Kurukh is written in Devanagari, a script also used to write Sanskrit, Hindi, Marathi, Nepali and other Indo-Aryan languages.

In 1991, Basudev Ram Khalkho from Odisha released the Kurukh Banna script. In Sundargarh district of Odisha, the Kurukh Banna alphabet is taught and promoted by Kurukh Parha. Fonts have been developed and people use it widely in books, magazines and other material. The alphabet is also used by Oraon people in the states of Chhattisgarh, West Bengal, Jharkhand and Assam.
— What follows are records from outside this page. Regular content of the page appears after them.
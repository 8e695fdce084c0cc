use crate::jvm::BinaryName;
use crate::matcher::NameFilter;
use std::fmt;

#[derive(Copy, Clone, PartialEq, Eq, Debug)]
pub enum Severity {
    /// Advisory; never blocks processing
    Note,
    /// Indicates likely-broken output; blocks unless `-ignorewarnings`
    Warning,
}

impl fmt::Display for Severity {
    fn fmt(&self, f: &mut fmt::Formatter) -> fmt::Result {
        match self {
            Severity::Note => write!(f, "Note"),
            Severity::Warning => write!(f, "Warning"),
        }
    }
}

/// One recorded observation about the class pools
#[derive(Clone, PartialEq, Eq, Debug)]
pub struct Diagnostic {
    pub severity: Severity,
    /// Internal name of the class the diagnostic is about
    pub subject: String,
    pub message: String,
}

impl fmt::Display for Diagnostic {
    fn fmt(&self, f: &mut fmt::Formatter) -> fmt::Result {
        write!(f, "{}: {}: {}", self.severity, self.subject, self.message)
    }
}

/// Collector for linker and checker diagnostics
///
/// `-dontwarn`/`-dontnote` filters are applied at record time: a suppressed
/// diagnostic is never stored and never counts toward the warning total.
#[derive(Debug, Default)]
pub struct Diagnostics {
    diagnostics: Vec<Diagnostic>,
    warn_filter: Option<NameFilter>,
    note_filter: Option<NameFilter>,
    warning_count: usize,
    note_count: usize,
}

impl Diagnostics {
    pub fn new(warn_filter: Option<NameFilter>, note_filter: Option<NameFilter>) -> Diagnostics {
        Diagnostics {
            warn_filter,
            note_filter,
            ..Diagnostics::default()
        }
    }

    pub fn note(&mut self, subject: impl Into<String>, message: impl Into<String>) {
        let subject = subject.into();
        if matches!(&self.note_filter, Some(filter) if filter.matches(&subject)) {
            return;
        }
        self.note_count += 1;
        self.diagnostics.push(Diagnostic {
            severity: Severity::Note,
            subject,
            message: message.into(),
        });
    }

    pub fn warning(&mut self, subject: impl Into<String>, message: impl Into<String>) {
        let subject = subject.into();
        if matches!(&self.warn_filter, Some(filter) if filter.matches(&subject)) {
            return;
        }
        self.warning_count += 1;
        self.diagnostics.push(Diagnostic {
            severity: Severity::Warning,
            subject,
            message: message.into(),
        });
    }

    /// Warning about `subject` referring to the missing class `target`
    ///
    /// Suppressed when either class name matches the warning filter, so a
    /// '-dontwarn' naming the missing class silences every reference to it.
    pub fn reference_warning(
        &mut self,
        subject: impl Into<String>,
        target: &BinaryName,
        message: impl Into<String>,
    ) {
        if matches!(&self.warn_filter, Some(filter) if filter.matches(target.as_ref())) {
            return;
        }
        self.warning(subject, message);
    }

    pub fn warning_count(&self) -> usize {
        self.warning_count
    }

    pub fn note_count(&self) -> usize {
        self.note_count
    }

    pub fn iter(&self) -> impl Iterator<Item = &Diagnostic> {
        self.diagnostics.iter()
    }

    pub fn is_empty(&self) -> bool {
        self.diagnostics.is_empty()
    }
}

#[cfg(test)]
mod test {
    use super::*;

    #[test]
    fn counts_by_severity() {
        let mut diagnostics = Diagnostics::new(None, None);
        diagnostics.note("a/A", "unresolved reference");
        diagnostics.warning("a/B", "missing superclass");
        diagnostics.warning("a/C", "missing interface");

        assert_eq!(diagnostics.note_count(), 1);
        assert_eq!(diagnostics.warning_count(), 2);
        assert_eq!(diagnostics.iter().count(), 3);
    }

    #[test]
    fn suppression_happens_at_record_time() {
        let warn_filter = NameFilter::compile(&[String::from("com/sun/**")]).unwrap();
        let mut diagnostics = Diagnostics::new(Some(warn_filter), None);

        diagnostics.warning("com/sun/Internal", "missing superclass");
        assert_eq!(diagnostics.warning_count(), 0);
        assert!(diagnostics.is_empty());

        diagnostics.warning("com/example/App", "missing superclass");
        assert_eq!(diagnostics.warning_count(), 1);
    }

    #[test]
    fn note_filter_does_not_touch_warnings() {
        let note_filter = NameFilter::compile(&[String::from("**")]).unwrap();
        let mut diagnostics = Diagnostics::new(None, Some(note_filter));

        diagnostics.note("a/A", "duplicate definition");
        diagnostics.warning("a/A", "missing superclass");

        assert_eq!(diagnostics.note_count(), 0);
        assert_eq!(diagnostics.warning_count(), 1);
    }

    #[test]
    fn display_format() {
        let diagnostic = Diagnostic {
            severity: Severity::Warning,
            subject: String::from("a/A"),
            message: String::from("can't find superclass b/B"),
        };
        assert_eq!(
            diagnostic.to_string(),
            "Warning: a/A: can't find superclass b/B"
        );
    }
}
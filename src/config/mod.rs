//! Configuration language: tokenization, parsing, and the parsed rule model

mod errors;
mod parser;
mod specification;
mod wildcard;
mod word_source;

pub use errors::*;
pub use parser::*;
pub use specification::*;
pub use wildcard::*;
pub use word_source::*;
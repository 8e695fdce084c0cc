use shrinkjar::*;

use clap::{App, Arg};
use std::collections::HashSet;
use std::fmt::Write as _;
use std::fs;
use std::path::PathBuf;

fn main() -> Result<(), errors::Error> {
    env_logger::init();

    let matches = App::new("shrinkjar configuration front end")
        .version("0.1.0")
        .about("Compiles keep-rule configurations and checks them against class pools")
        .arg(
            Arg::with_name("ignore warnings")
                .long("ignore-warnings")
                .help("Continue even when references cannot be resolved"),
        )
        .arg(
            Arg::with_name("base directory")
                .long("base-directory")
                .value_name("DIR")
                .takes_value(true)
                .help("Base directory for relative file names in the configuration"),
        )
        .arg(
            Arg::with_name("CONFIG")
                .help("Configuration file(s) to read, in order")
                .required(true)
                .multiple(true)
                .index(1),
        )
        .get_matches();

    let mut configuration = config::Configuration::new();
    for file in matches.values_of("CONFIG").unwrap() {
        log::info!("Reading configuration '{}'", file);
        configuration.parsed_files.push(PathBuf::from(file));
        let mut source = config::WordSource::from_file(file)?;
        if let Some(directory) = matches.value_of("base directory") {
            source.set_base_directory(PathBuf::from(directory));
        }
        let mut parser = config::ConfigurationParser::new(source)?;
        parser.parse(&mut configuration)?;
    }
    if matches.is_present("ignore warnings") {
        configuration.ignore_warnings = true;
    }

    configuration
        .validate()
        .map_err(errors::Error::Configuration)?;

    let rules = matcher::compile_keep_rules(&configuration);
    log::info!("Compiled {} keep rule(s)", rules.len());

    let mut view = app_view::AppView::new();
    let mut diagnostics = match link::link(&mut view, &configuration) {
        Ok(diagnostics) => diagnostics,
        Err(aborted) => {
            print_diagnostics(&aborted.diagnostics);
            return Err(aborted.into());
        }
    };
    link::run_checkers(&view, &configuration, &rules, &mut diagnostics);
    print_diagnostics(&diagnostics);

    if let Some(path) = &configuration.print_seeds {
        let seeds = render_seeds(&view, &rules);
        if path.as_os_str().is_empty() {
            print!("{}", seeds);
        } else {
            log::info!("Writing seeds to '{}'", path.display());
            fs::write(path, seeds)?;
        }
    }

    Ok(())
}

fn print_diagnostics(diagnostics: &link::Diagnostics) {
    for diagnostic in link::sorted_for_display(diagnostics) {
        eprintln!("{}", diagnostic);
    }
}

/// One line per kept class, then one per kept member, deduplicated across
/// rules but in rule order
fn render_seeds(view: &app_view::AppView, rules: &[matcher::KeepRule]) -> String {
    let mut out = String::new();
    let mut seen: HashSet<String> = HashSet::new();
    let mut emit = |line: String, out: &mut String| {
        if seen.insert(line.clone()) {
            let _ = writeln!(out, "{}", line);
        }
    };

    for matches in link::match_rules(view, rules) {
        for (handle, class_match) in &matches.matched {
            let class = view.get(*handle);
            let class_name = class.name.external();
            emit(class_name.clone(), &mut out);
            for &index in &class_match.fields {
                let field = &class.fields[index];
                emit(
                    format!(
                        "{}: {} {}",
                        class_name,
                        field.descriptor.display_java(),
                        field.name.as_ref()
                    ),
                    &mut out,
                );
            }
            for &index in &class_match.methods {
                let method = &class.methods[index];
                let parameters: Vec<String> = method
                    .descriptor
                    .parameters
                    .iter()
                    .map(jvm::FieldType::display_java)
                    .collect();
                let return_type = method
                    .descriptor
                    .return_type
                    .as_ref()
                    .map_or_else(|| String::from("void"), jvm::FieldType::display_java);
                emit(
                    format!(
                        "{}: {} {}({})",
                        class_name,
                        return_type,
                        method.name.as_ref(),
                        parameters.join(",")
                    ),
                    &mut out,
                );
            }
        }
    }
    out
}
In 1999, Narayan Oraon, a doctor, invented the alphabetic Tolong Siki script specifically for Kurukh. Many books and magazines have been published in Tolong Siki, and it saw official recognition by the state of Jharkhand in 2007. The Kurukh Literary Society of India has been instrumental in spreading the Tolong Siki script for Kurukh literature.

==Geographical distribution==

In India, Kurukh is mostly spoken in Raigarh, Surguja, Jashpur of Chhattisgarh, Gumla, Ranchi, Lohardaga, Latehar, Simdega of Jharkhand; Jharsuguda, Sundargarh and Sambalpur district of Odisha.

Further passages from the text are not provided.